A ruling from the national advisory ethics committee (CCNE) would probably make a major contribution to this issue.
Depending on the option that was chosen, the healthcare team or the transplant coordinator team in the presence of the healthcare team will perform the following.
(i) Inform the family that organ donation is being considered to benefit patients who are on transplant waiting lists. If the patient expressed the wish to be a donor or the family spontaneously considered this possibility, instead of information that organ donation may occur, the family should receive information on donation modalities, as indicated below.
(ii) Before extubating the patient, obtain the explicit consent of the family to organ retrieval. Again, the modalities of this information should be adapted depending on the wishes expressed earlier by the patient or family.
The approach advocated by the SRLF is not different from the good practice rules to be followed when collecting organs from brain-dead patients, as outlined below.
Any wishes expressed explicitly by an adult patient (donor card, which can be likened to an advance directive for multiorgan retrieval; and verification of the donation refusal registry) should be honored. In this situation, collecting organs honors the patient’s right to autonomy. The relationship with the patient is not severed: instead, organ retrieval continues the therapeutic relationship by honoring the wishes the patient expressed as an autonomous individual. The technical procedure, far from inducing instrumentalization, serves the patient by respecting a choice he or she made before dying. In the setting of Maastricht type III donation, an important issue is whether consent given at a time the individual is healthy is applicable to the end of life. Wishes expressed previously by the patient are not sufficient, as the subsequent experience of a serious illness can profoundly modify the patient’s value system, leading to a change in the way he or she envisions the end of life. Far from resulting in a static construction, thinking evolves continuously in response to the life experiences it builds on.
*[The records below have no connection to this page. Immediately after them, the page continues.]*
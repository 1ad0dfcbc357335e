// Copyright 2020-2023 The NATS Authors
// Licensed under the Apache License, Version 2.0 (the "License");
// you may not use this file except in compliance with the License.
// You may obtain a copy of the License at
//
// http://www.apache.org/licenses/LICENSE-2.0
//
// Unless required by applicable law or agreed to in writing, software
// distributed under the License is distributed on an "AS IS" BASIS,
// WITHOUT WARRANTIES OR CONDITIONS OF ANY KIND, either express or implied.
// See the License for the specific language governing permissions and
// limitations under the License.
//
//! An in-memory [`Transport`] used by this crate's own test suite. Exposed
//! behind the `test-util` feature so downstream crates building on top of
//! this one can drive the same scenarios without a running broker.

use std::collections::{HashMap, HashSet};
use std::sync::atomic::{AtomicU64, Ordering};
use std::sync::{Arc, Mutex};
use std::time::Duration;

use async_trait::async_trait;
use bytes::Bytes;
use tokio::sync::mpsc;

use crate::header::HeaderMap;
use crate::transport::{Feature, RawSubscription, Transport, TransportMessage};
use crate::Error;

type Responder = Arc<dyn Fn(Bytes) -> Result<TransportMessage, Error> + Send + Sync>;

#[derive(Default)]
struct State {
    subs: HashMap<String, mpsc::UnboundedSender<TransportMessage>>,
    published: Vec<(String, Bytes, Option<HeaderMap>)>,
    responders: HashMap<String, Responder>,
    features: HashSet<Feature>,
}

#[derive(Clone)]
struct Inner(Arc<Mutex<State>>);

impl Inner {
    fn remove_sub(&self, subject: &str) {
        self.0.lock().unwrap().subs.remove(subject);
    }

    fn rebind_sub(&self, old: &str, new: &str) {
        let mut state = self.0.lock().unwrap();
        if let Some(tx) = state.subs.remove(old) {
            state.subs.insert(new.to_string(), tx);
        }
    }
}

/// A transport double that keeps everything in memory: subscriptions are
/// plain channels, publishes are recorded for assertions, and RPC replies
/// are whatever responder the test registered for that subject.
pub struct MockTransport {
    inner: Inner,
    inbox_counter: AtomicU64,
}

impl Default for MockTransport {
    fn default() -> Self {
        Self::new()
    }
}

impl MockTransport {
    pub fn new() -> Self {
        Self {
            inner: Inner(Arc::new(Mutex::new(State::default()))),
            inbox_counter: AtomicU64::new(0),
        }
    }

    /// Subscribes `subject` and returns the raw handle a real transport
    /// would hand the typed subscription layer.
    pub async fn subscribe_raw(&self, subject: &str) -> Box<dyn RawSubscription> {
        let (tx, rx) = mpsc::unbounded_channel();
        self.inner.0.lock().unwrap().subs.insert(subject.to_string(), tx);
        Box::new(MockSubscription {
            subject: subject.to_string(),
            rx,
            inner: self.inner.clone(),
        })
    }

    /// Delivers a data frame (non-headers-only message) to `subject`.
    pub async fn push_data(&self, subject: &str, reply: &str, payload: &[u8]) {
        self.deliver(TransportMessage {
            subject: subject.to_string(),
            reply: Some(reply.to_string()),
            headers: None,
            payload: Bytes::copy_from_slice(payload),
        });
    }

    /// Delivers a headers-only status frame (flow control, heartbeat, or a
    /// plain error status) to `subject`.
    pub async fn push_status(&self, subject: &str, code: u16, description: &str, reply: Option<&str>) {
        self.deliver(TransportMessage {
            subject: subject.to_string(),
            reply: reply.map(String::from),
            headers: Some(HeaderMap::with_status(code, description)),
            payload: Bytes::new(),
        });
    }

    /// Delivers a heartbeat carrying the standard last-consumer / stalled
    /// headers.
    pub async fn push_heartbeat(&self, subject: &str, last_consumer: Option<u64>, stalled: Option<&str>) {
        let mut headers = HeaderMap::with_status(100, "Idle Heartbeat");
        if let Some(n) = last_consumer {
            headers.insert(crate::header::names::NATS_LAST_CONSUMER, n.to_string());
        }
        if let Some(subject) = stalled {
            headers.insert(crate::header::names::NATS_CONSUMER_STALLED, subject.to_string());
        }
        self.deliver(TransportMessage {
            subject: subject.to_string(),
            reply: None,
            headers: Some(headers),
            payload: Bytes::new(),
        });
    }

    /// Closes `subject`'s subscription so its consumer observes the end of
    /// the stream, the way an `unsubscribe` or connection loss would.
    pub async fn end(&self, subject: &str) {
        self.inner.remove_sub(subject);
    }

    fn deliver(&self, msg: TransportMessage) {
        let subs = &self.inner.0.lock().unwrap().subs;
        if let Some(tx) = subs.get(&msg.subject) {
            let _ = tx.send(msg);
        }
    }

    pub async fn was_published(&self, subject: &str) -> bool {
        self.inner
            .0
            .lock()
            .unwrap()
            .published
            .iter()
            .any(|(s, _, _)| s == subject)
    }

    pub async fn published_count(&self, subject: &str) -> usize {
        self.inner
            .0
            .lock()
            .unwrap()
            .published
            .iter()
            .filter(|(s, _, _)| s == subject)
            .count()
    }

    pub async fn last_published_payload(&self, subject: &str) -> Option<Bytes> {
        self.inner
            .0
            .lock()
            .unwrap()
            .published
            .iter()
            .rev()
            .find(|(s, _, _)| s == subject)
            .map(|(_, payload, _)| payload.clone())
    }

    /// Registers a canned reply for [`Transport::request`] on an exact
    /// subject, simulating a broker RPC (`CONSUMER.CREATE`, `.INFO`, ...).
    pub fn set_responder<F>(&self, subject: impl Into<String>, f: F)
    where
        F: Fn(Bytes) -> Result<TransportMessage, Error> + Send + Sync + 'static,
    {
        self.inner
            .0
            .lock()
            .unwrap()
            .responders
            .insert(subject.into(), Arc::new(f));
    }

    pub fn enable_feature(&self, feature: Feature) {
        self.inner.0.lock().unwrap().features.insert(feature);
    }
}

#[async_trait]
impl Transport for MockTransport {
    async fn request(
        &self,
        subject: &str,
        payload: Bytes,
        _headers: Option<HeaderMap>,
        _timeout: Duration,
    ) -> Result<TransportMessage, Error> {
        let responder = self.inner.0.lock().unwrap().responders.get(subject).cloned();
        match responder {
            Some(f) => f(payload),
            None => Err(Error::Timeout),
        }
    }

    async fn publish(
        &self,
        subject: &str,
        payload: Bytes,
        reply: Option<String>,
        headers: Option<HeaderMap>,
    ) -> Result<(), Error> {
        self.inner
            .0
            .lock()
            .unwrap()
            .published
            .push((subject.to_string(), payload.clone(), headers.clone()));
        self.deliver(TransportMessage {
            subject: subject.to_string(),
            reply,
            headers,
            payload,
        });
        Ok(())
    }

    async fn subscribe(
        &self,
        subject: &str,
        _queue: Option<String>,
        _max: Option<u64>,
    ) -> Result<Box<dyn RawSubscription>, Error> {
        Ok(self.subscribe_raw(subject).await)
    }

    fn new_inbox(&self, prefix: &str) -> String {
        let n = self.inbox_counter.fetch_add(1, Ordering::SeqCst);
        let prefix = if prefix.is_empty() { "_INBOX" } else { prefix };
        format!("{prefix}.{n}")
    }

    fn supports_feature(&self, feature: Feature) -> bool {
        self.inner.0.lock().unwrap().features.contains(&feature)
    }
}

struct MockSubscription {
    subject: String,
    rx: mpsc::UnboundedReceiver<TransportMessage>,
    inner: Inner,
}

#[async_trait]
impl RawSubscription for MockSubscription {
    async fn next(&mut self) -> Option<TransportMessage> {
        self.rx.recv().await
    }

    async fn drain(&mut self) -> Result<(), Error> {
        self.inner.remove_sub(&self.subject);
        Ok(())
    }

    async fn unsubscribe(&mut self) -> Result<(), Error> {
        self.inner.remove_sub(&self.subject);
        Ok(())
    }

    async fn rebind(&mut self, new_subject: &str) -> Result<(), Error> {
        self.inner.rebind_sub(&self.subject, new_subject);
        self.subject = new_subject.to_string();
        Ok(())
    }
}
If the patient did not express any wishes about organ donation before dying, and if the family did not raise the issue spontaneously, a family conference is in order. The rationale for obtaining informed consent from the family to organ retrieval and donation is that the family does not act based on their own wishes but instead based on what the dying patient would say if he or she were able to communicate. In this setting, every effort should be made to honor the patient’s wishes, if any were expressed clearly, which amounts to obtaining explicit consent.
(iii) Inform the family of the organ retrieval modalities and of the attendant requirements, particularly regarding the location where death will occur. The best location may be the operating room, for reasons related both to technical constraints and to the geographic distance between the ICU and the operating room. (see section below: where should the patient be extubated?)
(iv) Caution the family that the organ retrieval procedure may fail if the time from extubation to cardiocirculatory arrest is too long, which does not preclude the donation of corneas.
(v) Indicate to the family that the healthcare team is available for information about the necessary paperwork and that the family is free to withdraw their consent at any time.